Très léger et maniable grâce à sa couverture souple à rabats et à choix de papier astucieux (impression sur papier bouffant), les 208 pages de ce livre se feuillettent très facilement.

Parlons désormais un peu de l’intérieur de ce livre…  Divisé en trois parties, tout comme l’exposition, nous pouvons donc tantôt nous intéresser au graphisme, à l’électro ou à la vidéo séparément grâce à de belles doubles pages introduisant chaque chapitre avec une trame de couleurs différentes. De plus chaque tête de page est habillée d’un système de pagination élégant, permettant une lecture agréable.
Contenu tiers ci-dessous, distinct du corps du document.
//! academy-reconcile: operator tooling for registration payment status
//!
//! Diagnoses and repairs registrations whose payment status disagrees with
//! the payment evidence on record. Every command is safe to run repeatedly.
//!
//! ## Usage
//! ```text
//! academy-reconcile inspect <email>   registrations for an email, newest first
//! academy-reconcile repair <email>    complete pending rows that carry a payment id
//! academy-reconcile expire            fail unpaid pending rows past the timeout
//! academy-reconcile --config academy.yaml <command>
//! ```
//!
//! ## Configuration
//! - --config / ACADEMY_CONFIG: YAML config file (optional)
//! - ACADEMY__STORAGE__TYPE: memory | sqlite | postgres
//! - ACADEMY__RECONCILIATION__PENDING_TIMEOUT_MINUTES: expiry age
//! - ACADEMY_LOG: tracing filter (default: info)

use clap::{Parser, Subcommand};
use serde_json::json;
use tracing::{error, info};

use academy_promo::reconcile::ReconcileError;
use academy_promo::services::ServiceError;
use academy_promo::utils::bootstrap::init_tracing;
use academy_promo::{init_storage, Config, PromoService};

#[derive(Debug, Parser)]
#[command(name = "academy-reconcile")]
#[command(about = "Registration payment status diagnostics and repair")]
struct Cli {
    /// YAML config file, layered under ACADEMY_CONFIG and ACADEMY__* overrides
    #[arg(long)]
    config: Option<String>,
    #[command(subcommand)]
    command: Command,
}

#[derive(Debug, PartialEq, Eq, Subcommand)]
enum Command {
    /// Registrations for an email, newest first
    Inspect { email: String },
    /// Complete pending rows that carry a payment id
    Repair { email: String },
    /// Fail unpaid pending rows past the timeout
    Expire,
}

#[tokio::main]
async fn main() -> Result<(), Box<dyn std::error::Error>> {
    init_tracing();

    let cli = Cli::parse();
    let command = cli.command;

    let config = Config::load(cli.config.as_deref())?;
    let stores = init_storage(&config.storage).await?;
    let service = PromoService::new(stores, &config);

    info!(command = ?command, "academy-reconcile started");

    match command {
        Command::Inspect { email } => {
            let history = service.get_registrations_by_email(&email).await?;
            println!("{}", serde_json::to_string_pretty(&history)?);
        }
        Command::Repair { email } => match service.force_complete_pending_with_payment(&email).await {
            Ok(report) => println!("{}", serde_json::to_string_pretty(&report)?),
            Err(ServiceError::Reconcile(ReconcileError::PartialRepair { report, failures })) => {
                error!(
                    changed = report.changed,
                    candidates = report.candidates,
                    failed = failures.len(),
                    "Repair incomplete"
                );
                let body = json!({ "report": report, "failures": failures });
                println!("{}", serde_json::to_string_pretty(&body)?);
                std::process::exit(1);
            }
            Err(e) => return Err(e.into()),
        },
        Command::Expire => {
            let report = service.expire_stale_pending(chrono::Utc::now()).await?;
            println!("{}", serde_json::to_string_pretty(&report)?);
            if !report.failures.is_empty() {
                std::process::exit(1);
            }
        }
    }

    Ok(())
}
La grille est simple mais efficace avec de grands blocs de texte justifiés et de larges marges en haut de page, réservées pour les exergues ou les titres. Tous les documents d’origines sont mis en valeur en pleine page, ce qui est très plaisant ; parfois les scans de livres prennent une double page entière, comme une mise en abyme amusante. L’attention au détail est poussée jusqu’à l’utilisation de la cocarde française réutilisée comme gimmick pour estampiller les artistes majeurs de cette période. Ce repère visuel, tous comme les autres clins d’œil graphiques choisis par H5, appuie avec humour sur notre fierté nationale concernant la French Touch, mouvement qui s’est ensuite illustré sur la scène internationale.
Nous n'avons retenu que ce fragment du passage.